§ **Task details**: Your answer should be an exact copy of every record.

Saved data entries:
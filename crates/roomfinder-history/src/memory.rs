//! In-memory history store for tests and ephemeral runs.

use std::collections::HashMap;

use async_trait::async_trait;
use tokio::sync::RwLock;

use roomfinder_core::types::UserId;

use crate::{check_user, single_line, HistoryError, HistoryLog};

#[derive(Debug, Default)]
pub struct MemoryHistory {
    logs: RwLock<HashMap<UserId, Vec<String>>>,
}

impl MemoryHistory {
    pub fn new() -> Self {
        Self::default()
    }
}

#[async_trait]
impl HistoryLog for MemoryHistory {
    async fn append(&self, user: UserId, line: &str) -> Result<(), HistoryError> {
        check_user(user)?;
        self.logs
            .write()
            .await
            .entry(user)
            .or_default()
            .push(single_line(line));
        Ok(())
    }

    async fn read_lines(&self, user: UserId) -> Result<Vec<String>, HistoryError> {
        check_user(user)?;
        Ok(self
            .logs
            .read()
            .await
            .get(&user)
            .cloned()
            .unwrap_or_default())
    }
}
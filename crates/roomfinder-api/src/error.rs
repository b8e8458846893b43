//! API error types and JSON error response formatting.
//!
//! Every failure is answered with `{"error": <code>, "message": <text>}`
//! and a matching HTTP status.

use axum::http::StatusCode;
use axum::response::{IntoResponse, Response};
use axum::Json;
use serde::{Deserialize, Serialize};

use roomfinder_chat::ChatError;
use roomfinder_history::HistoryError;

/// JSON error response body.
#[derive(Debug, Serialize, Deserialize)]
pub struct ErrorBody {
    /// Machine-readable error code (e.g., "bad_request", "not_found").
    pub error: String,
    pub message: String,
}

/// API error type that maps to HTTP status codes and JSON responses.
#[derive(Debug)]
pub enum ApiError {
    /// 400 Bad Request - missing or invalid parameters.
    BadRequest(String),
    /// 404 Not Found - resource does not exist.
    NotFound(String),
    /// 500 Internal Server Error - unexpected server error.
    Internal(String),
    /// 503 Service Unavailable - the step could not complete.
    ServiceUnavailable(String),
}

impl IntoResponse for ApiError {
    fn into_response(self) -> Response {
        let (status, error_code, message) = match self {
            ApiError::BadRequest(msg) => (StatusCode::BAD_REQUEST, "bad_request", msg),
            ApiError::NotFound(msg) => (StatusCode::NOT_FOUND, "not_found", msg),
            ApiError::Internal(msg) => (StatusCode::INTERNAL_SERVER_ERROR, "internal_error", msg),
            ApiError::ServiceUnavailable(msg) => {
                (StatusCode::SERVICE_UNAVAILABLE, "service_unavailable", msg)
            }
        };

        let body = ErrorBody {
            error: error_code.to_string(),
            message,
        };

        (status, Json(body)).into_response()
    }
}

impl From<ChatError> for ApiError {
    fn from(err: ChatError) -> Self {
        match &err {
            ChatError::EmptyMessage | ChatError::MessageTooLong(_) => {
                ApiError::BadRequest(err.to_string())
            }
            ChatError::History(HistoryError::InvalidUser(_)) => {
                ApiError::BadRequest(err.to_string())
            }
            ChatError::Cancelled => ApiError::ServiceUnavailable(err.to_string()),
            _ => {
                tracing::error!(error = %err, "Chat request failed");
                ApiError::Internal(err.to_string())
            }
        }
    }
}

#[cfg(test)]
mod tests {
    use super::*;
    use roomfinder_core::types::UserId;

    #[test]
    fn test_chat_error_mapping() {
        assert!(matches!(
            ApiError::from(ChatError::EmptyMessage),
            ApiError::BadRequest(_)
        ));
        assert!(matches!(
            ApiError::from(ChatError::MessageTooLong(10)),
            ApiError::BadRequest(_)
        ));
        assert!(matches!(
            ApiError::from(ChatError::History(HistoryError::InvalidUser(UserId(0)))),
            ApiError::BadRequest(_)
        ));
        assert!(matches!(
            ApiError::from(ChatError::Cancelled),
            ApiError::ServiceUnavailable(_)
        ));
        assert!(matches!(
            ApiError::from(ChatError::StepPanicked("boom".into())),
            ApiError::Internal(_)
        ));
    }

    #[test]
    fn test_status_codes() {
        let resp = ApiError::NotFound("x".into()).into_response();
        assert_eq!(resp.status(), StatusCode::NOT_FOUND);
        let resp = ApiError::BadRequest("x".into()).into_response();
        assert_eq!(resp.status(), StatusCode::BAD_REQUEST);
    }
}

§ **Answer to this problem**:
filename crates/roomfinder-history/src/memory.rs
//! In-memory history store for tests and ephemeral runs.

use std::collections::HashMap;

use async_trait::async_trait;
use tokio::sync::RwLock;

use roomfinder_core::types::UserId;

use crate::{check_user, single_line, HistoryError, HistoryLog};

#[derive(Debug, Default)]
pub struct MemoryHistory {
    logs: RwLock<HashMap<UserId, Vec<String>>>,
}

impl MemoryHistory {
    pub fn new() -> Self {
        Self::default()
    }
}

#[async_trait]
impl HistoryLog for MemoryHistory {
    async fn append(&self, user: UserId, line: &str) -> Result<(), HistoryError> {
        check_user(user)?;
        self.logs
            .write()
            .await
            .entry(user)
            .or_default()
            .push(single_line(line));
        Ok(())
    }

    async fn read_lines(&self, user: UserId) -> Result<Vec<String>, HistoryError> {
        check_user(user)?;
        Ok(self
            .logs
            .read()
            .await
            .get(&user)
            .cloned()
            .unwrap_or_default())
    }
}
filename crates/roomfinder-api/src/error.rs
repository b8e8458846893b43
//! API error types and JSON error response formatting.
//!
//! Every failure is answered with `{"error": <code>, "message": <text>}`
//! and a matching HTTP status.

use axum::http::StatusCode;
use axum::response::{IntoResponse, Response};
use axum::Json;
use serde::{Deserialize, Serialize};

use roomfinder_chat::ChatError;
use roomfinder_history::HistoryError;

/// JSON error response body.
#[derive(Debug, Serialize, Deserialize)]
pub struct ErrorBody {
    /// Machine-readable error code (e.g., "bad_request", "not_found").
    pub error: String,
    pub message: String,
}

/// API error type that maps to HTTP status codes and JSON responses.
#[derive(Debug)]
pub enum ApiError {
    /// 400 Bad Request - missing or invalid parameters.
    BadRequest(String),
    /// 404 Not Found - resource does not exist.
    NotFound(String),
    /// 500 Internal Server Error - unexpected server error.
    Internal(String),
    /// 503 Service Unavailable - the step could not complete.
    ServiceUnavailable(String),
}

impl IntoResponse for ApiError {
    fn into_response(self) -> Response {
        let (status, error_code, message) = match self {
            ApiError::BadRequest(msg) => (StatusCode::BAD_REQUEST, "bad_request", msg),
            ApiError::NotFound(msg) => (StatusCode::NOT_FOUND, "not_found", msg),
            ApiError::Internal(msg) => (StatusCode::INTERNAL_SERVER_ERROR, "internal_error", msg),
            ApiError::ServiceUnavailable(msg) => {
                (StatusCode::SERVICE_UNAVAILABLE, "service_unavailable", msg)
            }
        };

        let body = ErrorBody {
            error: error_code.to_string(),
            message,
        };

        (status, Json(body)).into_response()
    }
}

impl From<ChatError> for ApiError {
    fn from(err: ChatError) -> Self {
        match &err {
            ChatError::EmptyMessage | ChatError::MessageTooLong(_) => {
                ApiError::BadRequest(err.to_string())
            }
            ChatError::History(HistoryError::InvalidUser(_)) => {
                ApiError::BadRequest(err.to_string())
            }
            ChatError::Cancelled => ApiError::ServiceUnavailable(err.to_string()),
            _ => {
                tracing::error!(error = %err, "Chat request failed");
                ApiError::Internal(err.to_string())
            }
        }
    }
}

#[cfg(test)]
mod tests {
    use super::*;
    use roomfinder_core::types::UserId;

    #[test]
    fn test_chat_error_mapping() {
        assert!(matches!(
            ApiError::from(ChatError::EmptyMessage),
            ApiError::BadRequest(_)
        ));
        assert!(matches!(
            ApiError::from(ChatError::MessageTooLong(10)),
            ApiError::BadRequest(_)
        ));
        assert!(matches!(
            ApiError::from(ChatError::History(HistoryError::InvalidUser(UserId(0)))),
            ApiError::BadRequest(_)
        ));
        assert!(matches!(
            ApiError::from(ChatError::Cancelled),
            ApiError::ServiceUnavailable(_)
        ));
        assert!(matches!(
            ApiError::from(ChatError::StepPanicked("boom".into())),
            ApiError::Internal(_)
        ));
    }

    #[test]
    fn test_status_codes() {
        let resp = ApiError::NotFound("x".into()).into_response();
        assert_eq!(resp.status(), StatusCode::NOT_FOUND);
        let resp = ApiError::BadRequest("x".into()).into_response();
        assert_eq!(resp.status(), StatusCode::BAD_REQUEST);
    }
}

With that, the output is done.